- [What the exercise asks]
Every line that contains the word "test" should be copied from the records below.

Data for this task START

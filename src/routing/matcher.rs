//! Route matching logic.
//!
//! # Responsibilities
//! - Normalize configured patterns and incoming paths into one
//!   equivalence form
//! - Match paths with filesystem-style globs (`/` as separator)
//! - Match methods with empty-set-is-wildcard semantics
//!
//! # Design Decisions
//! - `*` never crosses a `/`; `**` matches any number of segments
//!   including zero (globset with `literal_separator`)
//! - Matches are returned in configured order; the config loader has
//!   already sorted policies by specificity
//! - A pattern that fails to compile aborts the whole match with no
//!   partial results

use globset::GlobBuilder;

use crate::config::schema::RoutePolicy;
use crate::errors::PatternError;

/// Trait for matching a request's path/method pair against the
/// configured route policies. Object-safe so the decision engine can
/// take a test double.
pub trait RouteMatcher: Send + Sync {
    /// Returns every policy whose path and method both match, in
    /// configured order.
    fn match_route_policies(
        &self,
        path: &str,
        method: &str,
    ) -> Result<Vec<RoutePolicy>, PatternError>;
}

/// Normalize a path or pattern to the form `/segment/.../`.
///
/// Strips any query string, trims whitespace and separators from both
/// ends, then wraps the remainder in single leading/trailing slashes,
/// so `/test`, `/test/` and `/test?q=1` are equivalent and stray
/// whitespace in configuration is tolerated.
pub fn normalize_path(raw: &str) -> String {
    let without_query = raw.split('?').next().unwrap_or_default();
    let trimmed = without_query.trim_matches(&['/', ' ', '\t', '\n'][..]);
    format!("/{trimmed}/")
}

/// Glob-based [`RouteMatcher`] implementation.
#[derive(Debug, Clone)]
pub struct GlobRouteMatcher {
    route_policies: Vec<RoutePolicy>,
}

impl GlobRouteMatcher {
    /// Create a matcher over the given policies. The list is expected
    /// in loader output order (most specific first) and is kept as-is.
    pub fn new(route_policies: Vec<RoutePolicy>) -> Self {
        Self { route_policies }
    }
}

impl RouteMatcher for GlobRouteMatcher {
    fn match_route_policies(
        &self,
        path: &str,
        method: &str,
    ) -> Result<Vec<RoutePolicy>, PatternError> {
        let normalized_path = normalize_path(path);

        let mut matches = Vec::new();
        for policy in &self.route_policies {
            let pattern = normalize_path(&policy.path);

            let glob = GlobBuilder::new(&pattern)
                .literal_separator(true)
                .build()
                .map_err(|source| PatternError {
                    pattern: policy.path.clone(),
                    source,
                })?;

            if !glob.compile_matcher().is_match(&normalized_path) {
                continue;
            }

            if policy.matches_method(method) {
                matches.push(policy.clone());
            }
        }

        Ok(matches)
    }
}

Data for this task END
Data for this task START

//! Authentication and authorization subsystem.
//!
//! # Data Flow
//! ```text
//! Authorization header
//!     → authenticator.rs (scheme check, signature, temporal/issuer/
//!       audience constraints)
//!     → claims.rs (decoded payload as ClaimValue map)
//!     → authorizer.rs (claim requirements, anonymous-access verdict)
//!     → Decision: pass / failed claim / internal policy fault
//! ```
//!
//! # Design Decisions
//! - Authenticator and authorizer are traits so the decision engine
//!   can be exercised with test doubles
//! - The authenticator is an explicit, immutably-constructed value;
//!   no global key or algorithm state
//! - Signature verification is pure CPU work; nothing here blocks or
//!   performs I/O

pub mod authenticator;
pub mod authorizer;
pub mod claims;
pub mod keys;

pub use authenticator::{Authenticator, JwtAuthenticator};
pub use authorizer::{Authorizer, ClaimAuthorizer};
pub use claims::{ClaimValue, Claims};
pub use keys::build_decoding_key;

Data for this task END
Data for this task START

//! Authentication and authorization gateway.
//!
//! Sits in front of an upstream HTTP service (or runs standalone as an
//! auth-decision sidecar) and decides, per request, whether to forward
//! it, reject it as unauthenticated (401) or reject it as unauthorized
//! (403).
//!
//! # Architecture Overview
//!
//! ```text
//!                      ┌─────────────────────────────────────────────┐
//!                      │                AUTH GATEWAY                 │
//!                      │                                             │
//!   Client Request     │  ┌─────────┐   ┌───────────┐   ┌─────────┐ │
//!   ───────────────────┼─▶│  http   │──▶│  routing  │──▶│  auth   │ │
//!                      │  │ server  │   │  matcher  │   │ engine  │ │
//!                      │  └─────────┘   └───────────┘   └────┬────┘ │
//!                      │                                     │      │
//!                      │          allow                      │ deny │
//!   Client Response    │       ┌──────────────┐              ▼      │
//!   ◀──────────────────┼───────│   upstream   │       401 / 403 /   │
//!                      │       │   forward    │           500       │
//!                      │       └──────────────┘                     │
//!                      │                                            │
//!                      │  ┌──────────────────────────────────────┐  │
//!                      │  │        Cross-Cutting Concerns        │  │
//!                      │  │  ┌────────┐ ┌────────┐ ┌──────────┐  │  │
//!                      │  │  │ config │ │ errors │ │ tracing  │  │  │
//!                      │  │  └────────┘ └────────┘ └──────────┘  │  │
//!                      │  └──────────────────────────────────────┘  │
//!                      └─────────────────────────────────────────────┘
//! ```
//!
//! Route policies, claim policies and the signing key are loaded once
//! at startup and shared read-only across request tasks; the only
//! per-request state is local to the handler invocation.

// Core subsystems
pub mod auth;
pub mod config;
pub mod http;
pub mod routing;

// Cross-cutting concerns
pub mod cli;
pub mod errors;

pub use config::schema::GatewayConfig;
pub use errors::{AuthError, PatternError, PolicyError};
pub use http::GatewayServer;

Data for this task END

- [Written answer]
/// take a test double.
/// so `/test`, `/test/` and `/test?q=1` are equivalent and stray
//!   can be exercised with test doubles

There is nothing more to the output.